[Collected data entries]
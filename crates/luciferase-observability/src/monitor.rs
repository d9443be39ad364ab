//! Status tracker: transition history, staleness detection, aggregated
//! metrics and alert threshold evaluation (§6 "Status Tracker / Monitor").

use std::collections::HashMap;
use std::sync::Arc;

use luciferase_fault::{PartitionChangeEvent, PartitionChangeListener};
use luciferase_types::{AlertThresholds, PartitionId, PartitionMetrics, PartitionStatus, TimeSource};
use parking_lot::RwLock;

use crate::ring::RingBuffer;

/// One partition's status at the moment it was last observed.
#[derive(Debug, Clone, Copy, PartialEq)]
pub struct HealthSnapshot {
    pub partition_id: PartitionId,
    pub status: PartitionStatus,
    pub metrics: PartitionMetrics,
    pub observed_at_ms: u64,
}

/// Which threshold in [`AlertThresholds`] was crossed.
#[derive(Debug, Clone, Copy, PartialEq, Eq)]
pub enum AlertKind {
    FailedPartitionPercent,
    RecoverySuccessRateFloor,
    DetectionLatencyCeiling,
    RecoveryLatencyCeiling,
}

#[derive(Debug, Clone, PartialEq)]
pub struct AlertEvent {
    pub kind: AlertKind,
    pub message: String,
    pub ts_ms: u64,
}

/// Partition counts by status, as of one `aggregate` call.
#[derive(Debug, Clone, Copy, Default, PartialEq, Eq)]
pub struct AggregateHealth {
    pub total: u32,
    pub healthy: u32,
    pub suspected: u32,
    pub failed: u32,
    pub recovering: u32,
    pub degraded: u32,
}

impl AggregateHealth {
    #[must_use]
    pub fn failed_percent(&self) -> f64 {
        if self.total == 0 {
            0.0
        } else {
            f64::from(self.failed) * 100.0 / f64::from(self.total)
        }
    }
}

/// Tracks per-partition transition and health history, flags staleness, and
/// evaluates [`AlertThresholds`] against aggregated state.
pub struct StatusMonitor {
    clock: Arc<dyn TimeSource>,
    thresholds: AlertThresholds,
    staleness_ms: u64,
    transitions: RwLock<HashMap<PartitionId, Arc<RingBuffer<PartitionChangeEvent>>>>,
    health: RwLock<HashMap<PartitionId, Arc<RingBuffer<HealthSnapshot>>>>,
    last_seen_ms: RwLock<HashMap<PartitionId, u64>>,
    ring_capacity: usize,
}

impl StatusMonitor {
    #[must_use]
    pub fn new(
        clock: Arc<dyn TimeSource>,
        thresholds: AlertThresholds,
        staleness_ms: u64,
        ring_capacity: usize,
    ) -> Self {
        Self {
            clock,
            thresholds,
            staleness_ms,
            transitions: RwLock::new(HashMap::new()),
            health: RwLock::new(HashMap::new()),
            last_seen_ms: RwLock::new(HashMap::new()),
            ring_capacity,
        }
    }

    fn transitions_for(&self, partition_id: PartitionId) -> Arc<RingBuffer<PartitionChangeEvent>> {
        self.transitions
            .write()
            .entry(partition_id)
            .or_insert_with(|| Arc::new(RingBuffer::new(self.ring_capacity)))
            .clone()
    }

    fn health_for(&self, partition_id: PartitionId) -> Arc<RingBuffer<HealthSnapshot>> {
        self.health
            .write()
            .entry(partition_id)
            .or_insert_with(|| Arc::new(RingBuffer::new(self.ring_capacity)))
            .clone()
    }

    /// Record a point-in-time health observation, e.g. from a periodic poll
    /// of [`luciferase_fault::FaultDetector::get_partition_view`].
    pub fn record_snapshot(&self, partition_id: PartitionId, status: PartitionStatus, metrics: PartitionMetrics) {
        let now = self.clock.now_ms();
        self.health_for(partition_id).push(HealthSnapshot {
            partition_id,
            status,
            metrics,
            observed_at_ms: now,
        });
        self.last_seen_ms.write().insert(partition_id, now);
    }

    #[must_use]
    pub fn transition_history(&self, partition_id: PartitionId) -> Vec<PartitionChangeEvent> {
        self.transitions_for(partition_id).history()
    }

    #[must_use]
    pub fn health_history(&self, partition_id: PartitionId) -> Vec<HealthSnapshot> {
        self.health_for(partition_id).history()
    }

    /// True if no observation (transition or snapshot) has been recorded
    /// for `partition_id` within `staleness_ms` of now.
    #[must_use]
    pub fn is_stale(&self, partition_id: PartitionId) -> bool {
        match self.last_seen_ms.read().get(&partition_id) {
            Some(&last) => self.clock.now_ms().saturating_sub(last) > self.staleness_ms,
            None => true,
        }
    }

    #[must_use]
    pub fn aggregate(&self, statuses: &[(PartitionId, PartitionStatus)]) -> AggregateHealth {
        let mut aggregate = AggregateHealth::default();
        for (_, status) in statuses {
            aggregate.total += 1;
            match status {
                PartitionStatus::Healthy => aggregate.healthy += 1,
                PartitionStatus::Suspected => aggregate.suspected += 1,
                PartitionStatus::Failed => aggregate.failed += 1,
                PartitionStatus::Recovering => aggregate.recovering += 1,
                PartitionStatus::Degraded => aggregate.degraded += 1,
            }
        }
        aggregate
    }

    /// Evaluate `self.thresholds` against an aggregate status snapshot and
    /// combined metrics, returning one [`AlertEvent`] per crossed
    /// threshold.
    #[must_use]
    pub fn evaluate_alerts(&self, aggregate: &AggregateHealth, metrics: &PartitionMetrics) -> Vec<AlertEvent> {
        let now = self.clock.now_ms();
        let mut alerts = Vec::new();
        let failed_percent = aggregate.failed_percent();
        if failed_percent >= self.thresholds.failed_partition_percent {
            alerts.push(AlertEvent {
                kind: AlertKind::FailedPartitionPercent,
                message: format!(
                    "{failed_percent:.1}% of partitions are FAILED (threshold {:.1}%)",
                    self.thresholds.failed_partition_percent
                ),
                ts_ms: now,
            });
        }
        let success_rate = metrics.recovery_success_rate();
        if success_rate < self.thresholds.recovery_success_rate_floor {
            alerts.push(AlertEvent {
                kind: AlertKind::RecoverySuccessRateFloor,
                message: format!(
                    "recovery success rate {success_rate:.2} below floor {:.2}",
                    self.thresholds.recovery_success_rate_floor
                ),
                ts_ms: now,
            });
        }
        if metrics.detection_latency_ms > self.thresholds.detection_latency_ceiling_ms {
            alerts.push(AlertEvent {
                kind: AlertKind::DetectionLatencyCeiling,
                message: format!(
                    "detection latency {}ms exceeds ceiling {}ms",
                    metrics.detection_latency_ms, self.thresholds.detection_latency_ceiling_ms
                ),
                ts_ms: now,
            });
        }
        if metrics.recovery_latency_ms > self.thresholds.recovery_latency_ceiling_ms {
            alerts.push(AlertEvent {
                kind: AlertKind::RecoveryLatencyCeiling,
                message: format!(
                    "recovery latency {}ms exceeds ceiling {}ms",
                    metrics.recovery_latency_ms, self.thresholds.recovery_latency_ceiling_ms
                ),
                ts_ms: now,
            });
        }
        alerts
    }
}

impl PartitionChangeListener for StatusMonitor {
    fn on_change(&self, event: &PartitionChangeEvent) {
        self.transitions_for(event.partition_id).push(event.clone());
        self.last_seen_ms.write().insert(event.partition_id, event.ts_ms);
    }
}

#[cfg(test)]
mod tests {
    use super::*;
    use luciferase_types::ManualTimeSource;
    use uuid::Uuid;

    #[test]
    fn listener_records_transitions_and_clears_staleness() {
        let clock = ManualTimeSource::shared();
        let monitor = StatusMonitor::new(clock.clone(), AlertThresholds::default(), 1000, 8);
        let partition = Uuid::new_v4();
        assert!(monitor.is_stale(partition));

        monitor.on_change(&PartitionChangeEvent {
            partition_id: partition,
            old: PartitionStatus::Healthy,
            new: PartitionStatus::Suspected,
            ts_ms: clock.now_ms(),
            reason: "test".into(),
        });
        assert!(!monitor.is_stale(partition));
        assert_eq!(monitor.transition_history(partition).len(), 1);
    }

    #[test]
    fn staleness_trips_after_configured_window() {
        let clock = ManualTimeSource::shared();
        let monitor = StatusMonitor::new(clock.clone(), AlertThresholds::default(), 500, 8);
        let partition = Uuid::new_v4();
        monitor.record_snapshot(partition, PartitionStatus::Healthy, PartitionMetrics::default());
        assert!(!monitor.is_stale(partition));
        clock.advance(600);
        assert!(monitor.is_stale(partition));
    }

    #[test]
    fn aggregate_counts_by_status() {
        let clock = ManualTimeSource::shared();
        let monitor = StatusMonitor::new(clock, AlertThresholds::default(), 1000, 8);
        let statuses = vec![
            (Uuid::new_v4(), PartitionStatus::Healthy),
            (Uuid::new_v4(), PartitionStatus::Failed),
            (Uuid::new_v4(), PartitionStatus::Failed),
            (Uuid::new_v4(), PartitionStatus::Suspected),
        ];
        let aggregate = monitor.aggregate(&statuses);
        assert_eq!(aggregate.total, 4);
        assert_eq!(aggregate.failed, 2);
        assert!((aggregate.failed_percent() - 50.0).abs() < f64::EPSILON);
    }

    #[test]
    fn alerts_fire_when_thresholds_are_crossed() {
        let clock = ManualTimeSource::shared();
        let thresholds = AlertThresholds {
            failed_partition_percent: 25.0,
            recovery_success_rate_floor: 0.9,
            detection_latency_ceiling_ms: 1000,
            recovery_latency_ceiling_ms: 1000,
        };
        let monitor = StatusMonitor::new(clock, thresholds, 1000, 8);
        let aggregate = AggregateHealth {
            total: 4,
            healthy: 3,
            failed: 1,
            ..AggregateHealth::default()
        };
        let metrics = PartitionMetrics {
            successful_recoveries: 1,
            failed_recoveries: 1,
            detection_latency_ms: 2000,
            recovery_latency_ms: 500,
            ..PartitionMetrics::default()
        };
        let alerts = monitor.evaluate_alerts(&aggregate, &metrics);
        assert!(alerts.iter().any(|a| a.kind == AlertKind::FailedPartitionPercent));
        assert!(alerts.iter().any(|a| a.kind == AlertKind::RecoverySuccessRateFloor));
        assert!(alerts.iter().any(|a| a.kind == AlertKind::DetectionLatencyCeiling));
        assert!(!alerts.iter().any(|a| a.kind == AlertKind::RecoveryLatencyCeiling));
    }
}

» WORK REQUEST
Reproduce exactly the lines from the beginning of the entries above up to and including the line that contains "pub struct StatusMonitor".

» RESPONSE BOX
filename crates/luciferase-observability/src/monitor.rs
repository d9443be39ad364ab
//! Status tracker: transition history, staleness detection, aggregated
//! metrics and alert threshold evaluation (§6 "Status Tracker / Monitor").

use std::collections::HashMap;
use std::sync::Arc;

use luciferase_fault::{PartitionChangeEvent, PartitionChangeListener};
use luciferase_types::{AlertThresholds, PartitionId, PartitionMetrics, PartitionStatus, TimeSource};
use parking_lot::RwLock;

use crate::ring::RingBuffer;

/// One partition's status at the moment it was last observed.
#[derive(Debug, Clone, Copy, PartialEq)]
pub struct HealthSnapshot {
    pub partition_id: PartitionId,
    pub status: PartitionStatus,
    pub metrics: PartitionMetrics,
    pub observed_at_ms: u64,
}

/// Which threshold in [`AlertThresholds`] was crossed.
#[derive(Debug, Clone, Copy, PartialEq, Eq)]
pub enum AlertKind {
    FailedPartitionPercent,
    RecoverySuccessRateFloor,
    DetectionLatencyCeiling,
    RecoveryLatencyCeiling,
}

#[derive(Debug, Clone, PartialEq)]
pub struct AlertEvent {
    pub kind: AlertKind,
    pub message: String,
    pub ts_ms: u64,
}

/// Partition counts by status, as of one `aggregate` call.
#[derive(Debug, Clone, Copy, Default, PartialEq, Eq)]
pub struct AggregateHealth {
    pub total: u32,
    pub healthy: u32,
    pub suspected: u32,
    pub failed: u32,
    pub recovering: u32,
    pub degraded: u32,
}

impl AggregateHealth {
    #[must_use]
    pub fn failed_percent(&self) -> f64 {
        if self.total == 0 {
            0.0
        } else {
            f64::from(self.failed) * 100.0 / f64::from(self.total)
        }
    }
}

/// Tracks per-partition transition and health history, flags staleness, and
/// evaluates [`AlertThresholds`] against aggregated state.
pub struct StatusMonitor {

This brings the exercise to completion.